Xinjiang – Xinjiang Uyghur Autonomous Region
Xinjiang is a bit of a quandary. Supposedly, it produces as much as 100,000 tons of grapes on just 16,000 acres (6,470 hectares) each year. This remote region in northwest China shares borders with Kazakhastan, Tajikstan, and Afghanistan. The region has very rugged conditions with low rainfall and high temperature shifts between day and night. Because of this, grapes produced here tend to have high sugar content and low acidity, making for sweet and somewhat flat wines.

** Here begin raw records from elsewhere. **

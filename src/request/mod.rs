//! Request descriptors
//!
//! A `Request` is a plain value describing one GET against the catalogue API.
//! Seed requests come from a `RequestTemplate`, which is rebuilt on every use
//! so no page cursor ever leaks from one fetch into the next. Follow-up pages
//! use the server-supplied link verbatim via `Request::for_link`.

mod library;
mod types;

pub use library::{LibraryRequest, LibraryStatus, MediaKind, DEFAULT_PAGE_LIMIT, DEFAULT_SORT};
pub use types::{Request, RequestTemplate};
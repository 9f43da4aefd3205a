//! Parser trait and parsed item types

use crate::request::{LibraryStatus, MediaKind};
use crate::types::{JsonObject, JsonValue};
use chrono::{DateTime, Utc};
use serde::{Deserialize, Serialize};

/// Maps a response envelope to the items of one page
///
/// Parsing is total: anything that cannot be mapped is skipped rather than
/// failing the page.
pub trait Parser: Send + Sync {
    /// Item produced for each record on the page
    type Item: Send + 'static;

    /// Extract the items from a response envelope
    fn parse(&self, envelope: &JsonValue) -> Vec<Self::Item>;
}

/// A JSON:API resource object
#[derive(Debug, Clone, PartialEq, Serialize, Deserialize)]
pub struct Resource {
    /// Resource id
    pub id: String,
    /// Resource type, e.g. `libraryEntries`
    #[serde(rename = "type")]
    pub kind: String,
    /// Resource attributes
    #[serde(default)]
    pub attributes: JsonObject,
    /// Resource relationships
    #[serde(default)]
    pub relationships: JsonObject,
}

impl Resource {
    /// Get a string attribute
    pub fn str_attr(&self, name: &str) -> Option<&str> {
        self.attributes.get(name).and_then(JsonValue::as_str)
    }

    /// Get an unsigned integer attribute
    pub fn u64_attr(&self, name: &str) -> Option<u64> {
        self.attributes.get(name).and_then(JsonValue::as_u64)
    }

    /// Get the target of a to-one relationship
    pub fn related(&self, name: &str) -> Option<ResourceIdentifier> {
        let data = self.relationships.get(name)?.get("data")?;
        ResourceIdentifier::deserialize(data).ok()
    }
}

/// Type and id pointing at another resource
#[derive(Debug, Clone, PartialEq, Eq, Hash, Serialize, Deserialize)]
pub struct ResourceIdentifier {
    /// Resource type
    #[serde(rename = "type")]
    pub kind: String,
    /// Resource id
    pub id: String,
}

/// Media referenced by a library entry
#[derive(Debug, Clone, PartialEq, Eq, Serialize, Deserialize)]
pub struct MediaSummary {
    /// Media id
    pub id: String,
    /// Anime or manga
    pub kind: MediaKind,
    /// Canonical title, when the media was side-loaded
    pub title: Option<String>,
}

/// One entry of a user's library
#[derive(Debug, Clone, PartialEq, Serialize, Deserialize)]
pub struct LibraryEntry {
    /// Entry id
    pub id: String,
    /// Watch/read status
    pub status: Option<LibraryStatus>,
    /// Episodes watched or chapters read
    pub progress: u32,
    /// Times rewatched or reread
    pub reconsume_count: u32,
    /// Rating on a 10 point scale
    pub rating: Option<f64>,
    /// Last modification on the server
    pub updated_at: Option<DateTime<Utc>>,
    /// The tracked media
    pub media: Option<MediaSummary>,
}
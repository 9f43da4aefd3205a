//! Library entry requests
//!
//! Builds the seed request for a user's library on a Kitsu-style JSON:API
//! service: `GET /library-entries` filtered by user and media kind.

use super::types::{Request, RequestTemplate};
use serde::{Deserialize, Serialize};
use std::fmt;
use std::str::FromStr;

/// Default number of entries per page
pub const DEFAULT_PAGE_LIMIT: u32 = 50;

/// Default sort order, most recently updated first
pub const DEFAULT_SORT: &str = "-updatedAt";

/// Kind of media tracked in a library
#[derive(Debug, Clone, Copy, PartialEq, Eq, Hash, Default, Serialize, Deserialize)]
#[serde(rename_all = "lowercase")]
pub enum MediaKind {
    #[default]
    Anime,
    Manga,
}

impl MediaKind {
    /// Wire name of the kind, also the relationship name of the media
    pub fn as_str(&self) -> &'static str {
        match self {
            MediaKind::Anime => "anime",
            MediaKind::Manga => "manga",
        }
    }
}

impl fmt::Display for MediaKind {
    fn fmt(&self, f: &mut fmt::Formatter<'_>) -> fmt::Result {
        f.write_str(self.as_str())
    }
}

impl FromStr for MediaKind {
    type Err = String;

    fn from_str(s: &str) -> Result<Self, Self::Err> {
        match s.trim().to_ascii_lowercase().as_str() {
            "anime" => Ok(MediaKind::Anime),
            "manga" => Ok(MediaKind::Manga),
            other => Err(format!("unknown media kind '{other}'")),
        }
    }
}

/// Status of a library entry
#[derive(Debug, Clone, Copy, PartialEq, Eq, Hash, Serialize, Deserialize)]
#[serde(rename_all = "snake_case")]
pub enum LibraryStatus {
    Current,
    Planned,
    Completed,
    OnHold,
    Dropped,
}

impl LibraryStatus {
    /// Wire name of the status
    pub fn as_str(&self) -> &'static str {
        match self {
            LibraryStatus::Current => "current",
            LibraryStatus::Planned => "planned",
            LibraryStatus::Completed => "completed",
            LibraryStatus::OnHold => "on_hold",
            LibraryStatus::Dropped => "dropped",
        }
    }
}

impl fmt::Display for LibraryStatus {
    fn fmt(&self, f: &mut fmt::Formatter<'_>) -> fmt::Result {
        f.write_str(self.as_str())
    }
}

impl FromStr for LibraryStatus {
    type Err = String;

    fn from_str(s: &str) -> Result<Self, Self::Err> {
        match s.trim().to_ascii_lowercase().as_str() {
            "current" => Ok(LibraryStatus::Current),
            "planned" => Ok(LibraryStatus::Planned),
            "completed" => Ok(LibraryStatus::Completed),
            "on_hold" | "on-hold" => Ok(LibraryStatus::OnHold),
            "dropped" => Ok(LibraryStatus::Dropped),
            other => Err(format!("unknown library status '{other}'")),
        }
    }
}

/// Seed request for one user's library
#[derive(Debug, Clone, PartialEq, Eq)]
pub struct LibraryRequest {
    /// Owner of the library
    pub user_id: u64,
    /// Media kind to list
    pub kind: MediaKind,
    /// Only include entries with these statuses (empty = all)
    pub statuses: Vec<LibraryStatus>,
    /// Entries per page
    pub page_limit: u32,
    /// Offset of the first page
    pub initial_offset: u32,
    /// Whether to side-load the media resource of each entry
    pub include_media: bool,
    /// Sort expression
    pub sort: String,
}

impl LibraryRequest {
    /// Create a library request with default paging
    pub fn new(user_id: u64, kind: MediaKind) -> Self {
        Self {
            user_id,
            kind,
            statuses: Vec::new(),
            page_limit: DEFAULT_PAGE_LIMIT,
            initial_offset: 0,
            include_media: true,
            sort: DEFAULT_SORT.to_string(),
        }
    }

    /// Filter by statuses
    #[must_use]
    pub fn with_statuses(mut self, statuses: impl IntoIterator<Item = LibraryStatus>) -> Self {
        self.statuses = statuses.into_iter().collect();
        self
    }

    /// Set the page size
    #[must_use]
    pub fn with_page_limit(mut self, limit: u32) -> Self {
        self.page_limit = limit;
        self
    }

    /// Set the offset of the first page
    #[must_use]
    pub fn with_initial_offset(mut self, offset: u32) -> Self {
        self.initial_offset = offset;
        self
    }

    /// Toggle side-loading of media
    #[must_use]
    pub fn with_media(mut self, include: bool) -> Self {
        self.include_media = include;
        self
    }

    /// Set the sort expression
    #[must_use]
    pub fn with_sort(mut self, sort: impl Into<String>) -> Self {
        self.sort = sort.into();
        self
    }
}

impl RequestTemplate for LibraryRequest {
    fn build(&self) -> Request {
        let mut request = Request::get("/library-entries")
            .query("filter[userId]", self.user_id.to_string())
            .query("filter[kind]", self.kind.as_str())
            .query("page[limit]", self.page_limit.to_string())
            .query("page[offset]", self.initial_offset.to_string());

        if !self.statuses.is_empty() {
            let statuses: Vec<&str> = self.statuses.iter().map(LibraryStatus::as_str).collect();
            request = request.query("filter[status]", statuses.join(","));
        }

        if self.include_media {
            request = request.query("include", self.kind.as_str());
        }

        if !self.sort.is_empty() {
            request = request.query("sort", self.sort.as_str());
        }

        request
    }
}
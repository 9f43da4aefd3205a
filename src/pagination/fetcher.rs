//! Paginated fetcher
//!
//! The fetcher owns the pagination cursor and a single worker task. Every
//! navigation call becomes a `Command` pushed onto an unbounded FIFO queue;
//! the worker takes one command at a time, runs its request to completion,
//! updates the cursor and reports the page through the callback. Because the
//! queue has exactly one consumer, results arrive in the order the calls were
//! made regardless of network latency.
//!
//! The callback always runs on the worker task.

use super::types::{Direction, LinkSet, PageResult, RequestExecutor};
use crate::decode::Parser;
use crate::error::{Error, Result};
use crate::request::{Request, RequestTemplate};
use serde_json::Value;
use std::marker::PhantomData;
use std::sync::atomic::{AtomicBool, Ordering};
use std::sync::Arc;
use tokio::sync::{mpsc, watch};
use tracing::{debug, warn};

/// Callback receiving each page, boxed for the worker
type PageCallback<T> = Box<dyn FnMut(PageResult<T>) + Send>;

/// Unit of work on the serial queue
#[derive(Debug, Clone, Copy, PartialEq, Eq)]
enum Command {
    /// Issue the seed request
    Seed,
    /// Follow the current link for a direction
    Follow(Direction),
}

/// State shared between the fetcher handle and its worker
struct Shared {
    /// Set by the first `start`, never cleared
    started: AtomicBool,
    /// Current cursor, written only by the worker
    links: watch::Sender<LinkSet>,
}

/// Link-following fetcher for one paginated collection
///
/// Navigation methods never block; they enqueue and return. Must be created
/// inside a tokio runtime.
///
/// ```rust,ignore
/// let (fetcher, mut pages) = PaginatedFetcher::channel(
///     LibraryRequest::new(1, MediaKind::Anime),
///     Arc::new(client),
///     Arc::new(LibraryEntryParser::new()),
/// );
/// fetcher.start();
/// let first_page = pages.recv().await;
/// fetcher.next();
/// ```
pub struct PaginatedFetcher<T> {
    commands: mpsc::UnboundedSender<Command>,
    shared: Arc<Shared>,
    _items: PhantomData<fn() -> T>,
}

impl<T: Send + 'static> PaginatedFetcher<T> {
    /// Create a fetcher that reports every page to `on_page`
    pub fn new<R, P, F>(
        template: R,
        executor: Arc<dyn RequestExecutor>,
        parser: Arc<P>,
        on_page: F,
    ) -> Self
    where
        R: RequestTemplate + 'static,
        P: Parser<Item = T> + ?Sized + 'static,
        F: FnMut(PageResult<T>) + Send + 'static,
    {
        let (links, _) = watch::channel(LinkSet::default());
        let shared = Arc::new(Shared {
            started: AtomicBool::new(false),
            links,
        });
        let (commands, queue) = mpsc::unbounded_channel();

        let worker = Worker {
            template: Box::new(template),
            executor,
            parser,
            shared: Arc::clone(&shared),
        };
        tokio::spawn(worker.run(queue, Box::new(on_page)));

        Self {
            commands,
            shared,
            _items: PhantomData,
        }
    }

    /// Create a fetcher that delivers pages through a channel
    ///
    /// Results produced after the receiver is dropped are discarded.
    pub fn channel<R, P>(
        template: R,
        executor: Arc<dyn RequestExecutor>,
        parser: Arc<P>,
    ) -> (Self, mpsc::UnboundedReceiver<PageResult<T>>)
    where
        R: RequestTemplate + 'static,
        P: Parser<Item = T> + ?Sized + 'static,
    {
        let (tx, rx) = mpsc::unbounded_channel();
        let fetcher = Self::new(template, executor, parser, move |page| {
            let _ = tx.send(page);
        });
        (fetcher, rx)
    }

    /// Issue the seed request
    ///
    /// Always performs a request, even when the fetcher is already active.
    /// The fetcher counts as started from this call on, so navigation queued
    /// behind the seed follows the seed's links.
    pub fn start(&self) {
        self.shared.started.store(true, Ordering::SeqCst);
        self.enqueue(Command::Seed);
    }

    /// Fetch the next page
    pub fn next(&self) {
        self.navigate(Direction::Next);
    }

    /// Fetch the previous page
    pub fn prev(&self) {
        self.navigate(Direction::Previous);
    }

    /// Fetch the first page
    pub fn first(&self) {
        self.navigate(Direction::First);
    }

    /// Fetch the last page
    pub fn last(&self) {
        self.navigate(Direction::Last);
    }

    /// Fetch the page in the given direction
    ///
    /// Until `start` has been called, any navigation issues the seed request
    /// instead.
    pub fn navigate(&self, direction: Direction) {
        if !self.is_started() {
            debug!("Seed request not issued yet, starting instead of '{direction}'");
            self.start();
            return;
        }
        self.enqueue(Command::Follow(direction));
    }

    /// Snapshot of the current links
    pub fn links(&self) -> LinkSet {
        self.shared.links.borrow().clone()
    }

    /// Watch the links as pages arrive
    pub fn subscribe_links(&self) -> watch::Receiver<LinkSet> {
        self.shared.links.subscribe()
    }

    /// Check whether the seed request has been queued
    pub fn is_started(&self) -> bool {
        self.shared.started.load(Ordering::SeqCst)
    }

    fn enqueue(&self, command: Command) {
        if self.commands.send(command).is_err() {
            warn!("Pagination worker has stopped, dropping {command:?}");
        }
    }
}

impl<T> std::fmt::Debug for PaginatedFetcher<T> {
    fn fmt(&self, f: &mut std::fmt::Formatter<'_>) -> std::fmt::Result {
        f.debug_struct("PaginatedFetcher")
            .field("started", &self.shared.started.load(Ordering::SeqCst))
            .field("links", &*self.shared.links.borrow())
            .finish_non_exhaustive()
    }
}

/// Serial consumer of the command queue
struct Worker<P: ?Sized> {
    template: Box<dyn RequestTemplate>,
    executor: Arc<dyn RequestExecutor>,
    parser: Arc<P>,
    shared: Arc<Shared>,
}

impl<P> Worker<P>
where
    P: Parser + ?Sized + 'static,
{
    /// Drain the queue until every handle is gone
    async fn run(
        self,
        mut queue: mpsc::UnboundedReceiver<Command>,
        mut on_page: PageCallback<P::Item>,
    ) {
        while let Some(command) = queue.recv().await {
            let page = self.handle(command).await;
            on_page(page);
        }
        debug!("Pagination worker finished");
    }

    async fn handle(&self, command: Command) -> PageResult<P::Item> {
        match command {
            Command::Seed => self.perform(&self.template.build()).await,
            Command::Follow(direction) => {
                let links = self.shared.links.borrow().clone();
                let link = links.resolve(direction).inspect_err(|_| {
                    debug!("No '{direction}' link in current page");
                })?;
                self.perform(&Request::for_link(link)).await
            }
        }
    }

    async fn perform(&self, request: &Request) -> PageResult<P::Item> {
        let body = self.executor.execute(request).await.inspect_err(|e| {
            warn!("Page request to {} failed: {e}", request.url);
        })?;

        let envelope = decode_envelope(&body)?;

        let links = LinkSet::from_envelope(&envelope);
        debug!(?links, "Replacing pagination links");
        self.shared.links.send_replace(links);

        Ok(self.parser.parse(&envelope))
    }
}

/// Decode a response body into its JSON envelope
fn decode_envelope(body: &str) -> Result<Value> {
    if body.trim().is_empty() {
        return Err(Error::invalid_response("empty response body"));
    }
    serde_json::from_str(body)
        .map_err(|e| Error::invalid_response(format!("response is not JSON: {e}")))
}
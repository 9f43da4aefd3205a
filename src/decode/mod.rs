//! Response parsing
//!
//! Turns a decoded response envelope into domain items. The fetcher is
//! generic over the `Parser`, so callers can inject their own mapping; two
//! parsers ship with the crate:
//!
//! - `ResourceParser` - raw JSON:API resources from `data`
//! - `LibraryEntryParser` - typed library entries with their side-loaded media

mod parsers;
mod types;

pub use parsers::{LibraryEntryParser, ResourceParser};
pub use types::{LibraryEntry, MediaSummary, Parser, Resource, ResourceIdentifier};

Additionally, transport is very difficult into and out of the region. So, most wines are shipped in bulk to large wine companies for blending. Against all odds, the region still shows potential because of its agricultural history with raisin production.
Within this area, there are two regions with geographic indications of interest: Turpan and Hoxud. Wines planted here include Cabernet Sauvignon, Cabernet Franc, and Chardonnay.
This is Himalayan terroir, as Yunnan straddles Laos and Myanmar. Normally an area along the tropics would seem like a very unlikely place to make quality wine. But, with the high altitude of the Shangri-La Mountain range being around 8,530 feet (2,600 meters), it’s possible to grow quality wine grapes here.
Considering that, Moët Hennessy recently invested in the region, planting 500 acres (Cabernet varieties), intended to be managed by more than 120 Tibetan farmers.
- Shanxi – This is a plateau area very close to Beijing. While still quite small in terms of production, the region’s clay-based Loess Plateau soils show potential for Chenin Blanc, Merlot, and Cabernet varieties.
- Liaoning – This is in the far northeastern area of China and is known for ice wines of the French-American hybrid: Vidal.
- Heilongjiang – Found along the border of Russia, this region is known for ice wines.
- Tianjin – A historic area just outside Beijing, Tianjin is known for sweet wines of Black Muscat.
- Jilin – More known for ski resorts than wine, Jilin has an intriguing cold-climate wine variety called Amur (Vitis amurensis).
- Gansu – East of Ningxi, this area has difficult transport issues.
- Henan – Very small, Henan is challenged by hot and humid climate conditions.
Last Word: Global Benchmarks to Localized Taste
The growth of the Chinese wine industry suggests that there is keen interest for local wine communities around the world. China’s reliance on French wine as the benchmark of production continues to support the classic model of wine in the world. But, is this what’s best for Chinese tasting standards? Traditional Chinese cuisine begs for zesty white wines and rosé. And yet, dry, full-bodied red wines are the most important category in the wine growing industry here.
Regardless, the devotion China has demonstrated to producing both great quantity and quality wine is truly remarkable. The rest of the world can also learn from how the Chinese tackle their unique agricultural challenges.